There is no doubt that one of the hottest current topics in microbiology revolves around the human microbiome. There have been a suite of recent studies we’ve highlighted, on organisms ranging from bees and mice, to humans. A quick google scholar search identifies over 12,000 studies on the human microbiome from 2016 alone.
There are various efforts to characterize the human microbiome, such as the one run by the NIH, established in 2008, with various ambitious goals including determining how disease affects our microbial fauna and the development of a microbial reference genome data set. They also published a nice summary back in the day on the structure and diversity of a healthy human microbiome.
Although, interestingly enough – it’s not just scientific journals that are focusing on these bacterial communities. I finally ordered my copy of I Contain Multitudes, by Ed Yong (which you’ve likely either read, plan to read, or heard about), that discusses how our microbiome is a big part of who we are.
Microbiomes associated with select organisms represent model systems that will allow us to ultimately unravel the complex interactions among microbes in the environment. If you’re interested in keeping up with the Joneses concerning microbiome studies, you might want to check out Elisabeth Bik’s blog on the topic. It has proven to be (quite understandably) interesting and difficult to figure out how microbes interact in their natural habitats, understanding microbial community ecology is important, but definitely not easy.

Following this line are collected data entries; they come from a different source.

async fn connection_task(
    mut cmd_rx: mpsc::UnboundedReceiver<ConnCmd>,
    settings: ConnectionSettings,
    connected: Arc<AtomicBool>,
    event_tx: mpsc::UnboundedSender<TransportEvent>,
) {
    let options = &settings.options;
    let handlers = &settings.event_handlers;
    let mut ws_stream: Option<WebSocketStream> = None;
    let mut attempt: u32 = 0;
    let mut first_attempt = true;

    let has_keepalive = !settings.timeouts.keepalive_interval.is_zero();
    let keepalive_dur = if has_keepalive {
        jitter_keepalive_interval(settings.timeouts.keepalive_interval, &settings.url)
    } else {
        FAR_FUTURE
    };
    let mut idle_deadline = TokioInstant::now() + keepalive_dur;

    let pong_timeout_dur = settings.timeouts.pong_timeout;
    let has_pong_timeout = has_keepalive && !pong_timeout_dur.is_zero();
    let mut awaiting_pong = false;
    let mut pong_deadline = TokioInstant::now() + FAR_FUTURE;

    loop {
        if let Some(ref mut ws) = ws_stream {
            let idle_sleep = tokio::time::sleep_until(idle_deadline);
            tokio::pin!(idle_sleep);

            let pong_sleep = tokio::time::sleep_until(pong_deadline);
            tokio::pin!(pong_sleep);

            tokio::select! {
                biased;

                _ = &mut pong_sleep, if has_pong_timeout && awaiting_pong => {
                    report_lost(&connected, &event_tx, DisconnectReason::new(format!(
                        "Pong timeout ({:?}), server unresponsive",
                        pong_timeout_dur,
                    )));
                    awaiting_pong = false;
                    ws_stream = None;
                    continue;
                }

                cmd = cmd_rx.recv() => {
                    match cmd {
                        Some(ConnCmd::Send(message)) => {
                            if let Err(e) = send_message(ws, &message, handlers).await {
                                handlers.emit_error(ConnectionError::new(e.to_string(), true));
                                report_lost(&connected, &event_tx, DisconnectReason::new(e.to_string()));
                                ws_stream = None;
                                continue;
                            }
                        },
                        Some(ConnCmd::Shutdown) | None => {
                            let _ = ws.close(None).await;
                            if connected.swap(false, Ordering::SeqCst) {
                                let _ = event_tx.send(TransportEvent::Disconnected(
                                    DisconnectReason::with_code("Client closed", 1000),
                                ));
                            }
                            log::debug!("[lab-link] Connection task stopped");
                            return;
                        },
                    }
                }

                _ = &mut idle_sleep, if has_keepalive && !awaiting_pong => {
                    if let Err(e) = ws.send(Message::Ping(Bytes::new())).await {
                        report_lost(&connected, &event_tx, DisconnectReason::new(format!(
                            "Keepalive ping failed: {}", e
                        )));
                        ws_stream = None;
                        continue;
                    }
                    handlers.emit_send("[ping]");
                    if has_pong_timeout {
                        awaiting_pong = true;
                        pong_deadline = TokioInstant::now() + pong_timeout_dur;
                    }
                    idle_deadline = TokioInstant::now() + keepalive_dur;
                }

                frame = ws.next() => {
                    idle_deadline = TokioInstant::now() + keepalive_dur;
                    if awaiting_pong {
                        awaiting_pong = false;
                        pong_deadline = TokioInstant::now() + FAR_FUTURE;
                    }

                    match frame {
                        Some(Ok(Message::Text(text))) => {
                            if text.len() > MAX_WS_TEXT_MESSAGE_BYTES {
                                log::warn!("[lab-link] Text message too large ({} bytes)", text.len());
                                continue;
                            }
                            handlers.emit_receive(&text);
                            match parse_server_message(&text) {
                                Ok(message) => {
                                    let _ = event_tx.send(TransportEvent::Message(message));
                                },
                                Err(e) => log::warn!("[lab-link] Dropping frame: {}", e),
                            }
                        },
                        Some(Ok(Message::Binary(data))) => {
                            match std::str::from_utf8(&data).map(parse_server_message) {
                                Ok(Ok(message)) => {
                                    let _ = event_tx.send(TransportEvent::Message(message));
                                },
                                Ok(Err(e)) => log::warn!("[lab-link] Dropping binary frame: {}", e),
                                Err(e) => log::warn!("[lab-link] Dropping non UTF-8 binary frame: {}", e),
                            }
                        },
                        Some(Ok(Message::Close(frame))) => {
                            let reason = match frame {
                                Some(f) => DisconnectReason::with_code(f.reason.to_string(), f.code.into()),
                                None => DisconnectReason::new("Server closed connection"),
                            };
                            report_lost(&connected, &event_tx, reason);
                            ws_stream = None;
                            continue;
                        },
                        Some(Ok(Message::Ping(payload))) => {
                            let _ = ws.send(Message::Pong(payload)).await;
                        },
                        Some(Ok(Message::Pong(_))) => {
                            log::debug!("[lab-link] Keepalive: received Pong");
                        },
                        Some(Ok(Message::Frame(_))) => {},
                        Some(Err(e)) => {
                            let msg = e.to_string();
                            handlers.emit_error(ConnectionError::new(&msg, true));
                            report_lost(&connected, &event_tx, DisconnectReason::new(format!(
                                "WebSocket error: {}", msg
                            )));
                            ws_stream = None;
                            continue;
                        },
                        None => {
                            report_lost(&connected, &event_tx, DisconnectReason::new("WebSocket stream ended"));
                            ws_stream = None;
                            continue;
                        },
                    }
                }
            }
        } else {
            // ── Not connected: connect, back off, or give up ────────────
            if !first_attempt {
                if !options.auto_reconnect {
                    log::info!("[lab-link] Auto-reconnect disabled, staying disconnected");
                    let _ = event_tx.send(TransportEvent::Disconnected(DisconnectReason::new(
                        "Disconnected (auto-reconnect disabled)",
                    )));
                    wait_for_shutdown(&mut cmd_rx).await;
                    return;
                }

                if let Some(max) = options.max_reconnect_attempts {
                    if attempt >= max {
                        let msg = format!("Max reconnection attempts ({}) reached", max);
                        log::warn!("[lab-link] {}", msg);
                        handlers.emit_error(ConnectionError::new(&msg, false));
                        let _ = event_tx.send(TransportEvent::Disconnected(DisconnectReason::new(msg)));
                        wait_for_shutdown(&mut cmd_rx).await;
                        return;
                    }
                }

                let delay = options.reconnect_delay_for(attempt);
                attempt += 1;
                log::info!("[lab-link] Attempting reconnection in {}ms (attempt {})", delay, attempt);

                let sleep_fut = tokio::time::sleep(Duration::from_millis(delay));
                tokio::pin!(sleep_fut);
                tokio::select! {
                    _ = &mut sleep_fut => {},
                    _ = wait_for_shutdown(&mut cmd_rx) => return,
                }
            }
            first_attempt = false;

            let _ = event_tx.send(TransportEvent::Connecting);
            let result = tokio::select! {
                result = establish_ws(&settings) => result,
                _ = wait_for_shutdown(&mut cmd_rx) => return,
            };

            match result {
                Ok(stream) => {
                    if attempt > 0 {
                        log::info!("[lab-link] Reconnection successful after {} attempt(s)", attempt);
                    }
                    attempt = 0;
                    connected.store(true, Ordering::SeqCst);
                    let _ = event_tx.send(TransportEvent::Connected);
                    ws_stream = Some(stream);
                    idle_deadline = TokioInstant::now() + keepalive_dur;
                    awaiting_pong = false;
                    pong_deadline = TokioInstant::now() + FAR_FUTURE;
                },
                Err(e) => {
                    log::warn!("[lab-link] Connection attempt failed: {}", e);
                },
            }
        }
    }
}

What forces shape microbial community evolution? In a recent study by Li and Ma published recently in Scientific Reports, they decided to test the neutral theory and how it relates to microbial biodiversity using previously published human microbiome datasets. As the authors discuss, the neutral theory set forth by Stephen Hubbell, suggests that communities are random assortments drawn from regional pools of microbes.
This is unlike what is proposed in the traditional niche theory, that states microbes inhabit specific niches linked to the role that they play as a species. Essentially, the neutral theory suggests that any differences among microbes playing similar roles in a natural community have nothing to do with how successful they are in the environment, and the abundance of a microbe in a community reflects its relative abundance in the region.
There is no doubt that sequence-based approaches have provided a new window on what microbes exist in an environment as well as what roles they might have. While the authors theorize that it is likely both the niche and the neutral theories play a part in microbial evolution, to what extent different forces shape the human microbiome is largely unknown.
In order to determine to what extent “Everything is everywhere and the environment selects” (as Baas Becking famously proposed) in respect to the human microbiome, Li and Ma compiled an extremely extensive set of data that included 7,437 microbial communities of 242 individuals that included five major sites on the body (gut, oral, skin, vaginal, and nasal). The authors focused on the V1-V3 and V3-V5 variable regions of the 16s rRNA sequence to identify community members.
The authors concluded that the vast majority (99.5%) of human microbial communities do not fit the neutral community model. In total, actually, there were only 23 communities that passed the neutrality exact test, more than half of which are on our skin. Taking into account previous results as well as addressing that “everything is everywhere” quote – the authors write that it is likely a relationship between dispersal and selection that influences influence of neutral and niche-based ecological theories on microbial communities.
The availability of large datasets is setting the stage for the further examination of microbial community ecology. While there are a variety of currently used bioinformatics tools to study these communities, the overwhelming amount of data is driving the development of new methods and tools for data analysis. Personally, I’m looking forward to reading Yong’s book, while I wait for that next nice microbiome study to come out.
Li, L. and Ma, Z. (S.) Testing the Neutral Theory of Biodiversity with Human Microbiome Datasets. Sci. Rep. 6, 31448; doi: 10.1038/srep31448 (2016).
Baas-Becking, L. G. M. Geobiologie; of inleiding tot de milieukunde.(eds W. P. Van Stockum & Zoon N. V., Den Haag [Netherlands], 1934).
Human Microbiome Project Consortium. “Structure, function and diversity of the healthy human microbiome.” Nature 486.7402 (2012): 207-214.
Hubbell, S. P. Neutral theory and the evolution of ecological equivalence. Ecology 87, 1387–1398 (2006).